FPU Sesalkan Pelarangan Menjalankan Ibadah
KORANBERNAS.ID, SLEMAN – Tindakan provokasi dan pelarangan menjalankan ibadah terhadap jamaah Masjid Nur Hidayah di Padukuhan Tegal Balong RT 01 Kalurahan Bimomartani Kapanewon Ngemplak Kabupaten Sleman, memperoleh respons dari berbagai pihak termasuk pemerintah.
Front Pembela Umat (FPU) juga menyesalkan adanya peristiwa tersebut, di mana jamaah masjid itu mendapat pelarangan dan intimidasi untuk menjalankan ibadah.
Seperti diberitakan, kasus tersebut sempat meletup pada 11 September silam, dengan aksi provokasi dari sejumlah warga yang menyegel rumah ibadah yang digunakan oleh sekitar tujuh kepala keluarga tersebut.
Meski kini segel sudah dicopot dan tidak ada lagi ancaman verbal, namun jamaah Masjid Nur Hidayah sempat diminta menghentikan aktivitas ibadah, untuk sementara waktu, seperti ibadah salat Jumat.
“Setelah kejadian pada 11 September itu, dipasang spanduk dan segel yang intinya dilarang melanjutkan pembangunan masjid, dilarang melakukan ibadah salat Jumat, pengajian dan lain-lain, padahal sebelumnya tidak ada masalah,” kata H Mansur SH, pengurus FPU.
FPU yang memberikan advokasi kepada jamaah Masjid Nur Hidayah lantas mengirimkan somasi.
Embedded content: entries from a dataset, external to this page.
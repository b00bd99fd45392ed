//! In-memory gene model: genes and transcripts held in an arena with a binned
//! interval index over gene spans.

pub mod builder;
pub mod types;

use std::collections::HashMap;
use std::io::{BufRead, Read};
use std::path::Path;

use crate::error::Error;
use crate::gtf;
use crate::index::{AnnotationFields, IntervalIndex};
use crate::span::GenomeSpan;

pub use builder::{GeneModelBuilder, LoadOptions};
pub use types::{Exon, FeatureKind, Gene, GeneKey, SkippedFeature, Transcript, TranscriptKey};

/// Genes and transcripts loaded from a GTF, queryable by coordinate or id.
#[derive(Debug)]
pub struct GeneModel {
    pub(crate) genes: Vec<Gene>,
    pub(crate) transcripts: Vec<Transcript>,
    pub(crate) gene_ids: HashMap<String, GeneKey>,
    pub(crate) transcript_ids: HashMap<String, TranscriptKey>,
    pub(crate) index: IntervalIndex<GeneKey>,
    pub(crate) skipped: Vec<SkippedFeature>,
}

impl GeneModel {
    /// Load a model from uncompressed GTF text.
    pub fn from_reader<R: BufRead>(reader: R, options: &LoadOptions) -> Result<Self, Error> {
        let mut builder = GeneModelBuilder::new(options.clone())?;
        gtf::read_gtf(reader, |record| builder.add(record))?;
        builder.build()
    }

    /// Load a model from a gzip-compressed GTF stream.
    pub fn from_gtf_gz<R: Read>(reader: R, options: &LoadOptions) -> Result<Self, Error> {
        let mut builder = GeneModelBuilder::new(options.clone())?;
        gtf::read_gtf_gz(reader, |record| builder.add(record))?;
        builder.build()
    }

    /// Load a model from a `.gtf` or `.gtf.gz` file.
    pub fn from_path(path: &Path, options: &LoadOptions) -> Result<Self, Error> {
        Self::from_reader(gtf::open(path)?, options)
    }

    #[must_use]
    pub fn genes(&self) -> &[Gene] {
        &self.genes
    }

    #[must_use]
    pub fn transcripts(&self) -> &[Transcript] {
        &self.transcripts
    }

    #[must_use]
    pub fn gene(&self, key: GeneKey) -> &Gene {
        &self.genes[key.0]
    }

    #[must_use]
    pub fn transcript(&self, key: TranscriptKey) -> &Transcript {
        &self.transcripts[key.0]
    }

    #[must_use]
    pub fn gene_by_id(&self, id: &str) -> Option<&Gene> {
        self.gene_ids.get(id).map(|k| self.gene(*k))
    }

    #[must_use]
    pub fn transcript_by_id(&self, id: &str) -> Option<&Transcript> {
        self.transcript_ids.get(id).map(|k| self.transcript(*k))
    }

    /// Transcripts of `gene`, in input order.
    pub fn transcripts_of<'a>(&'a self, gene: &'a Gene) -> impl Iterator<Item = &'a Transcript> {
        gene.transcripts.iter().map(|k| self.transcript(*k))
    }

    #[must_use]
    pub fn gene_of(&self, transcript: &Transcript) -> &Gene {
        self.gene(transcript.gene)
    }

    #[must_use]
    pub fn index(&self) -> &IntervalIndex<GeneKey> {
        &self.index
    }

    /// Genes whose span overlaps (or, with `only_within`, contains) `query`.
    #[must_use]
    pub fn find_genes(&self, query: &GenomeSpan, only_within: bool) -> Vec<&Gene> {
        self.index
            .find_values(query, only_within)
            .into_iter()
            .map(|k| self.gene(*k))
            .collect()
    }

    /// Genes and transcripts excluded while loading, with the reason.
    #[must_use]
    pub fn skipped(&self) -> &[SkippedFeature] {
        &self.skipped
    }

    /// True if gene annotations carry the named field.
    #[must_use]
    pub fn provides(&self, key: &str) -> bool {
        GeneKey::FIELDS.contains(&key)
    }
}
Somasi ditujukan kepada 10 orang yang dianggap memicu friksi pada warga di lingkungan RT 01 dan Masjid Nur Hidayah.
“Front Pembela Umat selaku gerakan aliansi masyarakat yang fokus mengawal untuk gerakan anti-disintegrasi dan antidisharmoni, kita sudah mengirimkan 10 somasi. Saya kirim surat pemberitahuan, pertama kepada Mulyono. Saya jelaskan di sana dasar hukum kebebasan beragama dan lainnya,” ungkapnya pada konferensi pers, Kamis (20/10/2022) sore.
Surat pemberitahuan yang tak diindahkan itu membuat FPU melayangkan somasi pertama. Somasi juga ditujukan kepada unsur pimpinan daerah kepada Forkompimda Sleman. Mansur menyebutkan, ketika dikirim somasi, mulai ada perubahan warga yang awalnya melakukan intimidasi kepada jamaah masjid.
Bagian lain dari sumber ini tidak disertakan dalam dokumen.